All that’s left are the actor’s fees, which aren’t negotiable. I can always ask for the status of “experimental production”, thereby allowing me to defer up to 50% of their fees, as long as my salary as producer does not exceed a certain percentage of the total budget. I think that “zero” falls well within that limit.

The challenge is considerable: can I raise the missing 10% of the original budget and produce The Door without resorting to grants or public funds?

Published in: on 2009/07/06 at 17:35  Leave a Comment  

La Porte : rôle principal confirmé / leading role confirmed for The Door

Nous accueillons à bord aujourd’hui Paul Ahmarani, qui tiendra le rôle principal dans la production La Porte.

Today we are welcoming aboard Paul Ahmarani, who will play the leading role in The Door.

“Paul obtient son diplôme du Conservatoire d’art dramatique de Montréal en 1993. Depuis, il a reçu le prix Jutra du meilleur interprète pour les films La moitié gauche du frigo ainsi que Congorama. Les cinéphiles québécois ont aussi découvert les diverses facettes de son talent dans les films Le marais, Comment ma mère accoucha de moi pendant sa ménopause, La vie avec mon père, Un capitalisme sentimental et Mars et avril. Il joue aussi régulièrement au théâtre, notamment dans La tempête, Blasté, Woyzeck et Cœur de chien. À la télévision, il est de la distribution des séries Bunker, Le cirque et La job.”

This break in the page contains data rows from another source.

//! Flushable multi-database producer.
//!
//! The producer is the single authority over durability. Stores opened
//! through it buffer writes in memory ([crate::flushable::Flushable]);
//! [Producer::flush] commits everything with a two-pass protocol:
//!
//! 1. For every open database, the pending writes and a dirty-prefixed
//!    marker carrying the new flush-ID are applied in one atomic backend
//!    batch, then synced.
//! 2. Once every database holds its data, the markers are rewritten with
//!    the clean prefix and synced again.
//!
//! A crash anywhere in the middle leaves at least one database with a
//! stale or dirty marker. On startup every database found on disk is
//! inspected; unless all markers agree and carry the clean prefix, the
//! producer refuses to open ([crate::Error::Corrupted]) and the operator
//! must run the heal path.
//!
//! Handles are cached and reference-counted: `open` of an already-open
//! logical path returns a handle over the same underlying database, and
//! the database is released only when the last handle closes. A database
//! marked for drop is physically removed on its last close.

use crate::flushable::Flushable;
use crate::memory::Memory;
use crate::prefixed::Table;
use crate::rocks::{Rocks, RocksConfig};
use crate::routing::{
    BackendKind, Route, Router, FLUSH_ID_KEY, LAYOUT_KEY, LAYOUT_VERSION,
};
use crate::tree::Tree;
use crate::{Batch, Error, Kv, KvIter, SharedKv};
use parking_lot::Mutex;
use prometheus_client::metrics::counter::Counter;
use prometheus_client::metrics::gauge::Gauge;
use prometheus_client::registry::Registry;
use std::collections::HashMap;
use std::path::{Path, PathBuf};
use std::sync::atomic::{AtomicBool, AtomicUsize, Ordering};
use std::sync::Arc;
use tracing::{debug, info, warn};

const CLEAN: u8 = 0x00;
const DIRTY: u8 = 0xFF;

/// Producer configuration.
#[derive(Debug, Clone)]
pub struct ProducerConfig {
    /// Flush is recommended once the unflushed estimate crosses this.
    pub flush_threshold: usize,
    pub rocks: RocksConfig,
    /// sled cache capacity in bytes.
    pub tree_cache: u64,
}

impl Default for ProducerConfig {
    fn default() -> Self {
        Self {
            flush_threshold: 8 << 20,
            rocks: RocksConfig::default(),
            tree_cache: 16 << 20,
        }
    }
}

/// Producer metrics.
#[derive(Default)]
struct Metrics {
    flushes: Counter,
    flushed_bytes: Counter,
    pending_bytes: Gauge,
}

struct DbEntry {
    flushable: Arc<Flushable>,
    refs: usize,
    dropped: bool,
    iterators: Arc<AtomicUsize>,
}

struct State {
    dbs: HashMap<String, DbEntry>,
    flush_id: u64,
}

struct Inner {
    base: Option<PathBuf>,
    router: Router,
    cfg: ProducerConfig,
    state: Mutex<State>,
    metrics: Metrics,
}

/// The flushable multi-database producer.
#[derive(Clone)]
pub struct Producer {
    inner: Arc<Inner>,
}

http://www.imdb.com/name/nm0014133/

Published in: on 2009/06/22 at 16:23  Leave a Comment  

La Porte : rôle secondaire confirmé / supporting role confirmed for The Door

Le comédien Dave Cimon-Ouellet jouera le rôle du livreur dans la production “La Porte”.

Dave Cimon-Ouellet will play the role of the delivery boy in “The Door”.

Dave Ouellet-Cimon

“Dave Ouellet-Cimon a quitté sa région natale pour se rapprocher de ses intérêts pour tout ce qui gravite autour des communications, des médias, de la télévision et du cinéma. Durant ses études, il obtient des rôles de figurants dans ”Polytechnique”, ”C.A” et ”The factory”. En 2008, il obtient son premier rôle parlé dans la série “Bob Gratton : Ma vie, my life” à TQS. Il a récemment obtenu un 3e rôle parlé dans la série de sketchs humoristiques de Ben et Jarrod «Le temps d’une molle» destiné à Super Écran.”